• Task statement:
Go through the material below and copy all lines with "Debug".

----------------

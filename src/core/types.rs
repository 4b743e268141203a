//! Core data types: the multichannel audio buffer and the user-facing
//! processing options.

use serde::{Deserialize, Serialize};

use crate::error::StretchError;
use crate::schedule::Schedule;

/// A single audio sample (32-bit float, range -1.0 to 1.0).
pub type Sample = f32;

/// Buffer holding audio samples in planar (non-interleaved) layout.
///
/// Each channel is a separate vector of samples; all channels share the same
/// length and sample rate. This is the input and output type of
/// [`time_stretch`](crate::time_stretch).
#[derive(Debug, Clone, PartialEq)]
pub struct AudioBuffer {
    channels: Vec<Vec<Sample>>,
    sample_rate: u32,
}

impl AudioBuffer {
    /// Creates a buffer from separate channel vectors.
    ///
    /// # Errors
    ///
    /// Returns [`StretchError::ShapeMismatch`] if the channels do not all
    /// have the same length.
    pub fn from_channels(channels: Vec<Vec<Sample>>, sample_rate: u32) -> Result<Self, StretchError> {
        if let Some(first) = channels.first() {
            let expected = first.len();
            for ch in &channels {
                if ch.len() != expected {
                    return Err(StretchError::ShapeMismatch {
                        param: "channel",
                        expected,
                        actual: ch.len(),
                    });
                }
            }
        }
        Ok(Self {
            channels,
            sample_rate,
        })
    }

    /// Creates a single-channel buffer.
    pub fn from_mono(samples: Vec<Sample>, sample_rate: u32) -> Self {
        Self {
            channels: vec![samples],
            sample_rate,
        }
    }

    /// Creates a buffer from interleaved sample data
    /// (`[L0, R0, L1, R1, ...]` for stereo).
    ///
    /// # Errors
    ///
    /// Returns [`StretchError::InvalidParameter`] if `num_channels` is zero,
    /// or [`StretchError::InterleavedLength`] if the data length is not a
    /// multiple of the channel count.
    pub fn from_interleaved(
        data: &[Sample],
        num_channels: usize,
        sample_rate: u32,
    ) -> Result<Self, StretchError> {
        if num_channels == 0 {
            return Err(StretchError::InvalidParameter {
                param: "num_channels",
                index: 0,
                value: 0.0,
            });
        }
        if data.len() % num_channels != 0 {
            return Err(StretchError::InterleavedLength {
                len: data.len(),
                num_channels,
            });
        }
        let num_samples = data.len() / num_channels;
        let mut channels = vec![Vec::with_capacity(num_samples); num_channels];
        for frame in data.chunks_exact(num_channels) {
            for (ch, &sample) in channels.iter_mut().zip(frame.iter()) {
                ch.push(sample);
            }
        }
        Ok(Self {
            channels,
            sample_rate,
        })
    }

    /// Returns the samples in interleaved layout.
    pub fn to_interleaved(&self) -> Vec<Sample> {
        let mut out = Vec::with_capacity(self.num_channels() * self.num_samples());
        for i in 0..self.num_samples() {
            for ch in &self.channels {
                out.push(ch[i]);
            }
        }
        out
    }

    /// Number of channels.
    pub fn num_channels(&self) -> usize {
        self.channels.len()
    }

    /// Samples per channel.
    pub fn num_samples(&self) -> usize {
        self.channels.first().map_or(0, Vec::len)
    }

    /// Sample rate in Hz.
    pub fn sample_rate(&self) -> u32 {
        self.sample_rate
    }

    /// Duration of the audio in seconds.
    pub fn duration_secs(&self) -> f64 {
        if self.sample_rate == 0 {
            return 0.0;
        }
        self.num_samples() as f64 / self.sample_rate as f64
    }

    /// Returns true if the buffer holds no samples.
    pub fn is_empty(&self) -> bool {
        self.num_samples() == 0
    }

    /// Borrows one channel's samples.
    ///
    /// Returns an empty slice for an out-of-range channel index.
    pub fn channel(&self, index: usize) -> &[Sample] {
        self.channels.get(index).map_or(&[], Vec::as_slice)
    }

    /// Borrows all channels.
    pub fn channels(&self) -> &[Vec<Sample>] {
        &self.channels
    }
}

/// How aggressively a detected transient triggers a phase reset.
#[derive(Debug, Clone, Copy, PartialEq, Eq, Default, Serialize, Deserialize)]
#[serde(rename_all = "lowercase")]
pub enum TransientMode {
    /// Reset on every detected transient. Preserves attack sharpness, risks
    /// phasiness on sustained tones through the transition.
    #[default]
    Crisp,
    /// Intermediate threshold between crisp and smooth.
    Mixed,
    /// Suppress most resets. Favors tonal continuity, blurs attacks.
    Smooth,
}

/// Strategy used to classify analysis frames as transient or steady-state.
#[derive(Debug, Clone, Copy, PartialEq, Eq, Default, Serialize, Deserialize)]
#[serde(rename_all = "lowercase")]
pub enum TransientDetector {
    /// Combines spectral-flux and percussive-onset cues. Most general-purpose.
    #[default]
    Compound,
    /// Energy-onset based only, tuned for drum-like material.
    Percussive,
    /// Conservative, minimizes false positives, fewer resets.
    Soft,
}

/// Options controlling one call to [`time_stretch`](crate::time_stretch).
///
/// All fields are public; the `with_*` methods allow fluent construction
/// from [`TimeStretchOptions::default`].
///
/// # Example
///
/// ```
/// use pitchstretch::TimeStretchOptions;
///
/// let options = TimeStretchOptions::default()
///     .with_stretch_factor(1.5)
///     .with_pitch_shift(-2.0)
///     .with_high_quality(false);
/// assert!(!options.high_quality);
/// ```
#[derive(Debug, Clone, PartialEq, Serialize, Deserialize)]
pub struct TimeStretchOptions {
    /// Duration scaling: > 1 speeds the audio up (shorter output),
    /// < 1 slows it down. Scalar or one value per input sample.
    pub stretch_factor: Schedule,
    /// Pitch shift in semitones. Scalar or one value per input sample.
    pub pitch_shift_in_semitones: Schedule,
    /// Larger analysis windows and finer phase locking when set.
    pub high_quality: bool,
    /// Phase-reset aggressiveness at transients.
    pub transient_mode: TransientMode,
    /// Transient classification strategy.
    pub transient_detector: TransientDetector,
    /// Vertical phase locking to local spectral peaks.
    pub retain_phase_continuity: bool,
    /// `Some(true)` forces long FFT windows, `Some(false)` forces short,
    /// `None` chooses per frame.
    pub use_long_fft_window: Option<bool>,
    /// Crossfade adjacent synthesis frames in the time domain.
    pub use_time_domain_smoothing: bool,
    /// Re-impose the original spectral envelope after pitch shifting.
    pub preserve_formants: bool,
}

impl Default for TimeStretchOptions {
    fn default() -> Self {
        Self {
            stretch_factor: Schedule::Constant(1.0),
            pitch_shift_in_semitones: Schedule::Constant(0.0),
            high_quality: true,
            transient_mode: TransientMode::default(),
            transient_detector: TransientDetector::default(),
            retain_phase_continuity: true,
            use_long_fft_window: None,
            use_time_domain_smoothing: false,
            preserve_formants: true,
        }
    }
}

impl TimeStretchOptions {
    /// Sets the stretch factor (scalar or per-sample array).
    pub fn with_stretch_factor(mut self, stretch: impl Into<Schedule>) -> Self {
        self.stretch_factor = stretch.into();
        self
    }

    /// Sets the pitch shift in semitones (scalar or per-sample array).
    pub fn with_pitch_shift(mut self, semitones: impl Into<Schedule>) -> Self {
        self.pitch_shift_in_semitones = semitones.into();
        self
    }

    /// Selects high-quality or fast processing.
    pub fn with_high_quality(mut self, high_quality: bool) -> Self {
        self.high_quality = high_quality;
        self
    }

    /// Sets the transient reset aggressiveness.
    pub fn with_transient_mode(mut self, mode: TransientMode) -> Self {
        self.transient_mode = mode;
        self
    }

    /// Sets the transient detection strategy.
    pub fn with_transient_detector(mut self, detector: TransientDetector) -> Self {
        self.transient_detector = detector;
        self
    }

    /// Enables or disables vertical phase locking.
    pub fn with_retain_phase_continuity(mut self, retain: bool) -> Self {
        self.retain_phase_continuity = retain;
        self
    }

    /// Forces long (`Some(true)`) or short (`Some(false)`) FFT windows, or
    /// restores the per-frame choice (`None`).
    pub fn with_use_long_fft_window(mut self, long: Option<bool>) -> Self {
        self.use_long_fft_window = long;
        self
    }

    /// Enables or disables time-domain smoothing of synthesis frames.
    pub fn with_time_domain_smoothing(mut self, smoothing: bool) -> Self {
        self.use_time_domain_smoothing = smoothing;
        self
    }

    /// Enables or disables formant preservation under pitch shift.
    pub fn with_preserve_formants(mut self, preserve: bool) -> Self {
        self.preserve_formants = preserve;
        self
    }
}
//! Per-sample schedules: parameters are read at the input position each
//! output frame maps back to, so a schedule section governs exactly the
//! audio it covers.

mod common;

use common::{assert_all_finite, dominant_freq_zcr, gen_ramp, gen_sine};
use pitchstretch::{time_stretch_channel, TimeStretchOptions};

#[test]
fn test_pitch_ramp_rises_through_the_buffer() {
    let sr = 22050;
    let n = 2 * sr as usize;
    let input = gen_sine(220.0, sr, n);
    let ramp = gen_ramp(0.0, 12.0, n);

    let out = time_stretch_channel(
        &input,
        sr,
        &TimeStretchOptions::default().with_pitch_shift(ramp),
    )
    .unwrap();
    assert_eq!(out.len(), n);
    assert_all_finite(&out, "pitch ramp");

    let quarter = n / 4;
    let first = dominant_freq_zcr(&out[2048..quarter], sr);
    let last = dominant_freq_zcr(&out[n - quarter..n - 2048], sr);
    assert!(
        last > first * 1.5,
        "pitch did not rise: first quarter {first:.1} Hz, last quarter {last:.1} Hz"
    );
}

#[test]
fn test_stretch_schedule_redistributes_time() {
    // First half at 220 Hz compressed 2x, second half at 880 Hz stretched
    // 2x: the output should spend one fifth of its samples at 220 Hz and
    // the rest at 880 Hz.
    let sr = 22050;
    let n = sr as usize;
    let half = n / 2;
    let mut input = gen_sine(220.0, sr, half);
    input.extend(gen_sine(880.0, sr, n - half));

    let mut schedule = vec![2.0; half];
    schedule.extend(vec![0.5; n - half]);

    let out = time_stretch_channel(
        &input,
        sr,
        &TimeStretchOptions::default().with_stretch_factor(schedule),
    )
    .unwrap();
    // half/2 + (n-half)*2 output samples
    assert_eq!(out.len(), half / 2 + (n - half) * 2);
    assert_all_finite(&out, "two-rate schedule");

    let low = dominant_freq_zcr(&out[1000..4000], sr);
    let high = dominant_freq_zcr(&out[9000..25000], sr);
    assert!(
        (low - 220.0).abs() < 22.0,
        "compressed half should stay at 220 Hz, measured {low:.1}"
    );
    assert!(
        (high - 880.0).abs() < 88.0,
        "stretched half should stay at 880 Hz, measured {high:.1}"
    );
}

#[test]
fn test_v_shaped_stretch_schedule() {
    let sr = 22050;
    let n = sr as usize;
    let half = n / 2;
    let mut schedule = gen_ramp(1.0, 3.0, half);
    schedule.extend(gen_ramp(3.0, 1.0, n - half));
    let expected = schedule.iter().map(|s| 1.0 / s).sum::<f64>().floor() as usize;

    let out = time_stretch_channel(
        &gen_sine(440.0, sr, n),
        sr,
        &TimeStretchOptions::default().with_stretch_factor(schedule),
    )
    .unwrap();
    assert_eq!(out.len(), expected);
    assert_all_finite(&out, "v-shaped schedule");
}

#[test]
fn test_combined_stretch_and_pitch_ramps() {
    let sr = 22050;
    let n = sr as usize;
    let stretch = gen_ramp(0.8, 1.6, n);
    let pitch = gen_ramp(-4.0, 4.0, n);
    let expected = stretch.iter().map(|s| 1.0 / s).sum::<f64>().floor() as usize;

    let out = time_stretch_channel(
        &gen_sine(330.0, sr, n),
        sr,
        &TimeStretchOptions::default()
            .with_stretch_factor(stretch)
            .with_pitch_shift(pitch),
    )
    .unwrap();
    assert_eq!(out.len(), expected);
    assert_all_finite(&out, "combined ramps");
}

#[test]
fn test_steep_schedule_switches_to_short_windows() {
    // Past one octave of local stretch the adaptive planner drops to short
    // analysis windows mid-buffer. The switch must not glitch the output
    // into non-finite samples or change the resolved length.
    let sr = 22050;
    let n = sr as usize;
    let schedule = gen_ramp(1.0, 4.0, n);
    let expected = schedule.iter().map(|s| 1.0 / s).sum::<f64>().floor() as usize;

    let out = time_stretch_channel(
        &gen_sine(440.0, sr, n),
        sr,
        &TimeStretchOptions::default().with_stretch_factor(schedule),
    )
    .unwrap();
    assert_eq!(out.len(), expected);
    assert_all_finite(&out, "steep ramp");
}
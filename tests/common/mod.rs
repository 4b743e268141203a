// Shared signal generators and measurements. Each integration test binary
// compiles this module separately and uses a different subset.
#![allow(dead_code)]

use std::f32::consts::PI;

/// Mono sine wave at unit amplitude.
pub fn gen_sine(freq: f32, sample_rate: u32, num_samples: usize) -> Vec<f32> {
    (0..num_samples)
        .map(|i| (2.0 * PI * freq * i as f32 / sample_rate as f32).sin())
        .collect()
}

/// Deterministic noise in [-0.5, 0.5] from an xorshift64* generator.
pub fn gen_noise(seed: u64, num_samples: usize) -> Vec<f32> {
    let mut state = seed.max(1);
    (0..num_samples)
        .map(|_| {
            state ^= state >> 12;
            state ^= state << 25;
            state ^= state >> 27;
            let bits = state.wrapping_mul(0x2545_F491_4F6C_DD1D);
            (bits >> 40) as f32 / (1u64 << 24) as f32 - 0.5
        })
        .collect()
}

/// Quiet 220 Hz pad with sharp two-sample clicks at the given positions.
pub fn gen_click_pad(sample_rate: u32, num_samples: usize, click_positions: &[usize]) -> Vec<f32> {
    let mut out: Vec<f32> = gen_sine(220.0, sample_rate, num_samples)
        .iter()
        .map(|x| 0.16 * x)
        .collect();
    for &p in click_positions {
        if p < num_samples {
            out[p] += 1.0;
        }
        if p + 1 < num_samples {
            out[p + 1] -= 0.7;
        }
    }
    out
}

/// Evenly spaced schedule values from `from` to `to` inclusive.
pub fn gen_ramp(from: f64, to: f64, n: usize) -> Vec<f64> {
    if n == 1 {
        return vec![from];
    }
    (0..n)
        .map(|i| from + (to - from) * i as f64 / (n - 1) as f64)
        .collect()
}

pub fn rms(signal: &[f32]) -> f64 {
    if signal.is_empty() {
        return 0.0;
    }
    let sum_sq: f64 = signal.iter().map(|&x| x as f64 * x as f64).sum();
    (sum_sq / signal.len() as f64).sqrt()
}

pub fn windowed_rms(signal: &[f32], start: usize, len: usize) -> f64 {
    let start = start.min(signal.len());
    let end = (start + len).min(signal.len());
    if end <= start {
        return 0.0;
    }
    rms(&signal[start..end])
}

/// Dominant frequency estimated from the zero-crossing rate.
pub fn dominant_freq_zcr(signal: &[f32], sample_rate: u32) -> f64 {
    if signal.len() < 4 {
        return 0.0;
    }
    let mut crossings = 0usize;
    for i in 1..signal.len() {
        if (signal[i] >= 0.0) != (signal[i - 1] >= 0.0) {
            crossings += 1;
        }
    }
    let duration = (signal.len() - 1) as f64 / sample_rate as f64;
    crossings as f64 / (2.0 * duration)
}

pub fn assert_all_finite(signal: &[f32], label: &str) {
    for (i, &x) in signal.iter().enumerate() {
        assert!(x.is_finite(), "{label}: non-finite sample {x} at index {i}");
    }
}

----------------

• Result below:
#[derive(Debug, Clone, PartialEq)]
#[derive(Debug, Clone, Copy, PartialEq, Eq, Default, Serialize, Deserialize)]
#[derive(Debug, Clone, Copy, PartialEq, Eq, Default, Serialize, Deserialize)]
#[derive(Debug, Clone, PartialEq, Serialize, Deserialize)]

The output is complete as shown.